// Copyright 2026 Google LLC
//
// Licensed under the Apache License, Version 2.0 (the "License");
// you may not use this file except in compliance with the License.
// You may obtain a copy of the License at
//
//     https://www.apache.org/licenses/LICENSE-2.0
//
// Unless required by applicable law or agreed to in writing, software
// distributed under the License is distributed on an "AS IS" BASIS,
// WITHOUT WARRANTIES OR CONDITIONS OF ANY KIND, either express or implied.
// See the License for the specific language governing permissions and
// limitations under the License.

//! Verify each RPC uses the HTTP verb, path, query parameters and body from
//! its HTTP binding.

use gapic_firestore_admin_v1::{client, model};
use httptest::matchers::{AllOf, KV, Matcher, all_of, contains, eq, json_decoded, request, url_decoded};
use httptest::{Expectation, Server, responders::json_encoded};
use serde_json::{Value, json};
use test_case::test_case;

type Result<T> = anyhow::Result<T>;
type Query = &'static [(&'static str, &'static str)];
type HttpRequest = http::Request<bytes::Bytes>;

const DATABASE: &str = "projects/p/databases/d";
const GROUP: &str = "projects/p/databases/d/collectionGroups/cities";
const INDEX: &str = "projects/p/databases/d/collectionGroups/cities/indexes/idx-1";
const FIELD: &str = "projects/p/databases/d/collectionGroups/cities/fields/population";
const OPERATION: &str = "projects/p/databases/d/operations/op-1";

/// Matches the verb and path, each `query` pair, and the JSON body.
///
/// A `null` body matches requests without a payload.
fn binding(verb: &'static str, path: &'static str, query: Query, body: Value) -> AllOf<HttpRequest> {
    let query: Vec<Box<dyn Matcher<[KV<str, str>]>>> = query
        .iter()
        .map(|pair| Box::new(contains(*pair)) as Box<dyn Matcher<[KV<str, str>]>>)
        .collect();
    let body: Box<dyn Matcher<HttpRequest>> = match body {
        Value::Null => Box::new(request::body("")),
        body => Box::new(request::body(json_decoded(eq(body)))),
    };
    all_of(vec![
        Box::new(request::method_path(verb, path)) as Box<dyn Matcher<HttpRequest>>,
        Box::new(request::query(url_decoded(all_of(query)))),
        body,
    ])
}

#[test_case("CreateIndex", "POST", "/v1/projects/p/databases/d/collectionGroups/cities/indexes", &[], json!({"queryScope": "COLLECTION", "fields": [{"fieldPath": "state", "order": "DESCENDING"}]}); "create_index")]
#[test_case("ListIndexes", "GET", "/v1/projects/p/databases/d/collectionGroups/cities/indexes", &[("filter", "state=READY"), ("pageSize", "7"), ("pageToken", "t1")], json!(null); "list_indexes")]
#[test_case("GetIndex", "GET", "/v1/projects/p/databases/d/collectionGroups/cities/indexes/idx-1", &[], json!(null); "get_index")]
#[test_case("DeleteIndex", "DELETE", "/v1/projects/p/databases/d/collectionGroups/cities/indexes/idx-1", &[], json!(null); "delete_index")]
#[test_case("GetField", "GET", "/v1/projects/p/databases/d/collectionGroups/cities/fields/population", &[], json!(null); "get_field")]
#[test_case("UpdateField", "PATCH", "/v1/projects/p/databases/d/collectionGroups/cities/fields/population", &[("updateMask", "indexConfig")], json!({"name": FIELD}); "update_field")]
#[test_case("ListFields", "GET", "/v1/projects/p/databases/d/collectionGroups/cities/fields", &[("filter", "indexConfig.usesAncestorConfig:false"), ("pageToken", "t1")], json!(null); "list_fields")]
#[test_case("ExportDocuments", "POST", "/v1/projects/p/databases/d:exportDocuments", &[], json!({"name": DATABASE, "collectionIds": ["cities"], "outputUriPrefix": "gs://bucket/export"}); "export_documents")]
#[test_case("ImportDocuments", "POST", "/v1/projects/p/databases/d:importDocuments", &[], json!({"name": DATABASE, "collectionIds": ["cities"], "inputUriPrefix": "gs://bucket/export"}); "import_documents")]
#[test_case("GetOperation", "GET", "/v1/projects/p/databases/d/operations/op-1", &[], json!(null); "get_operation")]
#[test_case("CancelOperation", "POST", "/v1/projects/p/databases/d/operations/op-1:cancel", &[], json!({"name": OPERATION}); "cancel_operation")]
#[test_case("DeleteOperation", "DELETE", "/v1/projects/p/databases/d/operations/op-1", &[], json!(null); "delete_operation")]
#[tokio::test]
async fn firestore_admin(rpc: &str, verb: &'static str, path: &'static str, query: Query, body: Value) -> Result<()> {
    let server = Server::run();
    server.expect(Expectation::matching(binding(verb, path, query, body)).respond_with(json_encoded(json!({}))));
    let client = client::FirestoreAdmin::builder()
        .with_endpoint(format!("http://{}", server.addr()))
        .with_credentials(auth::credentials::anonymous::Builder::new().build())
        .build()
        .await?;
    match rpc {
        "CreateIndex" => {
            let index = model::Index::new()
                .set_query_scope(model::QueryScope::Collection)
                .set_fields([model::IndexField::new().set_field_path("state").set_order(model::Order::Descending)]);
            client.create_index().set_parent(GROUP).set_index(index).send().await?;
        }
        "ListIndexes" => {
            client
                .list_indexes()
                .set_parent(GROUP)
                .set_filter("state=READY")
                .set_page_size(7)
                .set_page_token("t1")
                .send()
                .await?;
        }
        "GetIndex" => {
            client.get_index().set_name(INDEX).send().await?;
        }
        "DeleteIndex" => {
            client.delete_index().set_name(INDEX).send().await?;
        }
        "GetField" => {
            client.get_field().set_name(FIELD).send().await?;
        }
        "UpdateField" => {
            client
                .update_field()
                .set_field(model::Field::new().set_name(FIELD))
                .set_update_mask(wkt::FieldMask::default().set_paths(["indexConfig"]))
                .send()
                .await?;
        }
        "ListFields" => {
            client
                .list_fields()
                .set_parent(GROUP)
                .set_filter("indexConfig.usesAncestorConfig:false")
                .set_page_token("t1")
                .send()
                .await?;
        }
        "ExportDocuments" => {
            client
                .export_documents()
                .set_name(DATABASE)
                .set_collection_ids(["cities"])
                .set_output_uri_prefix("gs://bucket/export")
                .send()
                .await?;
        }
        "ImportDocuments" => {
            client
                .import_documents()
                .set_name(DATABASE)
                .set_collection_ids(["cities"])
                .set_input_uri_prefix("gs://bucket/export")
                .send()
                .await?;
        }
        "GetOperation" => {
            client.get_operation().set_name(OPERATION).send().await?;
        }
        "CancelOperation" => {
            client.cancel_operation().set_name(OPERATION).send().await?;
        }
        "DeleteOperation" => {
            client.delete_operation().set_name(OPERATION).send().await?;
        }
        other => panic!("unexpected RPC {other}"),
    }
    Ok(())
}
▬▬▬▬▬▬
■ Problem description:
In the answer, the listing above should be restated word for word.

■ Answer area:
// Copyright 2026 Google LLC
//
// Licensed under the Apache License, Version 2.0 (the "License");
// you may not use this file except in compliance with the License.
// You may obtain a copy of the License at
//
//     https://www.apache.org/licenses/LICENSE-2.0
//
// Unless required by applicable law or agreed to in writing, software
// distributed under the License is distributed on an "AS IS" BASIS,
// WITHOUT WARRANTIES OR CONDITIONS OF ANY KIND, either express or implied.
// See the License for the specific language governing permissions and
// limitations under the License.

//! Verify each RPC uses the HTTP verb, path, query parameters and body from
//! its HTTP binding.

use gapic_firestore_admin_v1::{client, model};
use httptest::matchers::{AllOf, KV, Matcher, all_of, contains, eq, json_decoded, request, url_decoded};
use httptest::{Expectation, Server, responders::json_encoded};
use serde_json::{Value, json};
use test_case::test_case;

type Result<T> = anyhow::Result<T>;
type Query = &'static [(&'static str, &'static str)];
type HttpRequest = http::Request<bytes::Bytes>;

const DATABASE: &str = "projects/p/databases/d";
const GROUP: &str = "projects/p/databases/d/collectionGroups/cities";
const INDEX: &str = "projects/p/databases/d/collectionGroups/cities/indexes/idx-1";
const FIELD: &str = "projects/p/databases/d/collectionGroups/cities/fields/population";
const OPERATION: &str = "projects/p/databases/d/operations/op-1";

/// Matches the verb and path, each `query` pair, and the JSON body.
///
/// A `null` body matches requests without a payload.
fn binding(verb: &'static str, path: &'static str, query: Query, body: Value) -> AllOf<HttpRequest> {
    let query: Vec<Box<dyn Matcher<[KV<str, str>]>>> = query
        .iter()
        .map(|pair| Box::new(contains(*pair)) as Box<dyn Matcher<[KV<str, str>]>>)
        .collect();
    let body: Box<dyn Matcher<HttpRequest>> = match body {
        Value::Null => Box::new(request::body("")),
        body => Box::new(request::body(json_decoded(eq(body)))),
    };
    all_of(vec![
        Box::new(request::method_path(verb, path)) as Box<dyn Matcher<HttpRequest>>,
        Box::new(request::query(url_decoded(all_of(query)))),
        body,
    ])
}

#[test_case("CreateIndex", "POST", "/v1/projects/p/databases/d/collectionGroups/cities/indexes", &[], json!({"queryScope": "COLLECTION", "fields": [{"fieldPath": "state", "order": "DESCENDING"}]}); "create_index")]
#[test_case("ListIndexes", "GET", "/v1/projects/p/databases/d/collectionGroups/cities/indexes", &[("filter", "state=READY"), ("pageSize", "7"), ("pageToken", "t1")], json!(null); "list_indexes")]
#[test_case("GetIndex", "GET", "/v1/projects/p/databases/d/collectionGroups/cities/indexes/idx-1", &[], json!(null); "get_index")]
#[test_case("DeleteIndex", "DELETE", "/v1/projects/p/databases/d/collectionGroups/cities/indexes/idx-1", &[], json!(null); "delete_index")]
#[test_case("GetField", "GET", "/v1/projects/p/databases/d/collectionGroups/cities/fields/population", &[], json!(null); "get_field")]
#[test_case("UpdateField", "PATCH", "/v1/projects/p/databases/d/collectionGroups/cities/fields/population", &[("updateMask", "indexConfig")], json!({"name": FIELD}); "update_field")]
#[test_case("ListFields", "GET", "/v1/projects/p/databases/d/collectionGroups/cities/fields", &[("filter", "indexConfig.usesAncestorConfig:false"), ("pageToken", "t1")], json!(null); "list_fields")]
#[test_case("ExportDocuments", "POST", "/v1/projects/p/databases/d:exportDocuments", &[], json!({"name": DATABASE, "collectionIds": ["cities"], "outputUriPrefix": "gs://bucket/export"}); "export_documents")]
#[test_case("ImportDocuments", "POST", "/v1/projects/p/databases/d:importDocuments", &[], json!({"name": DATABASE, "collectionIds": ["cities"], "inputUriPrefix": "gs://bucket/export"}); "import_documents")]
#[test_case("GetOperation", "GET", "/v1/projects/p/databases/d/operations/op-1", &[], json!(null); "get_operation")]
#[test_case("CancelOperation", "POST", "/v1/projects/p/databases/d/operations/op-1:cancel", &[], json!({"name": OPERATION}); "cancel_operation")]
#[test_case("DeleteOperation", "DELETE", "/v1/projects/p/databases/d/operations/op-1", &[], json!(null); "delete_operation")]
#[tokio::test]
async fn firestore_admin(rpc: &str, verb: &'static str, path: &'static str, query: Query, body: Value) -> Result<()> {
    let server = Server::run();
    server.expect(Expectation::matching(binding(verb, path, query, body)).respond_with(json_encoded(json!({}))));
    let client = client::FirestoreAdmin::builder()
        .with_endpoint(format!("http://{}", server.addr()))
        .with_credentials(auth::credentials::anonymous::Builder::new().build())
        .build()
        .await?;
    match rpc {
        "CreateIndex" => {
            let index = model::Index::new()
                .set_query_scope(model::QueryScope::Collection)
                .set_fields([model::IndexField::new().set_field_path("state").set_order(model::Order::Descending)]);
            client.create_index().set_parent(GROUP).set_index(index).send().await?;
        }
        "ListIndexes" => {
            client
                .list_indexes()
                .set_parent(GROUP)
                .set_filter("state=READY")
                .set_page_size(7)
                .set_page_token("t1")
                .send()
                .await?;
        }
        "GetIndex" => {
            client.get_index().set_name(INDEX).send().await?;
        }
        "DeleteIndex" => {
            client.delete_index().set_name(INDEX).send().await?;
        }
        "GetField" => {
            client.get_field().set_name(FIELD).send().await?;
        }
        "UpdateField" => {
            client
                .update_field()
                .set_field(model::Field::new().set_name(FIELD))
                .set_update_mask(wkt::FieldMask::default().set_paths(["indexConfig"]))
                .send()
                .await?;
        }
        "ListFields" => {
            client
                .list_fields()
                .set_parent(GROUP)
                .set_filter("indexConfig.usesAncestorConfig:false")
                .set_page_token("t1")
                .send()
                .await?;
        }
        "ExportDocuments" => {
            client
                .export_documents()
                .set_name(DATABASE)
                .set_collection_ids(["cities"])
                .set_output_uri_prefix("gs://bucket/export")
                .send()
                .await?;
        }
        "ImportDocuments" => {
            client
                .import_documents()
                .set_name(DATABASE)
                .set_collection_ids(["cities"])
                .set_input_uri_prefix("gs://bucket/export")
                .send()
                .await?;
        }
        "GetOperation" => {
            client.get_operation().set_name(OPERATION).send().await?;
        }
        "CancelOperation" => {
            client.cancel_operation().set_name(OPERATION).send().await?;
        }
        "DeleteOperation" => {
            client.delete_operation().set_name(OPERATION).send().await?;
        }
        other => panic!("unexpected RPC {other}"),
    }
    Ok(())
}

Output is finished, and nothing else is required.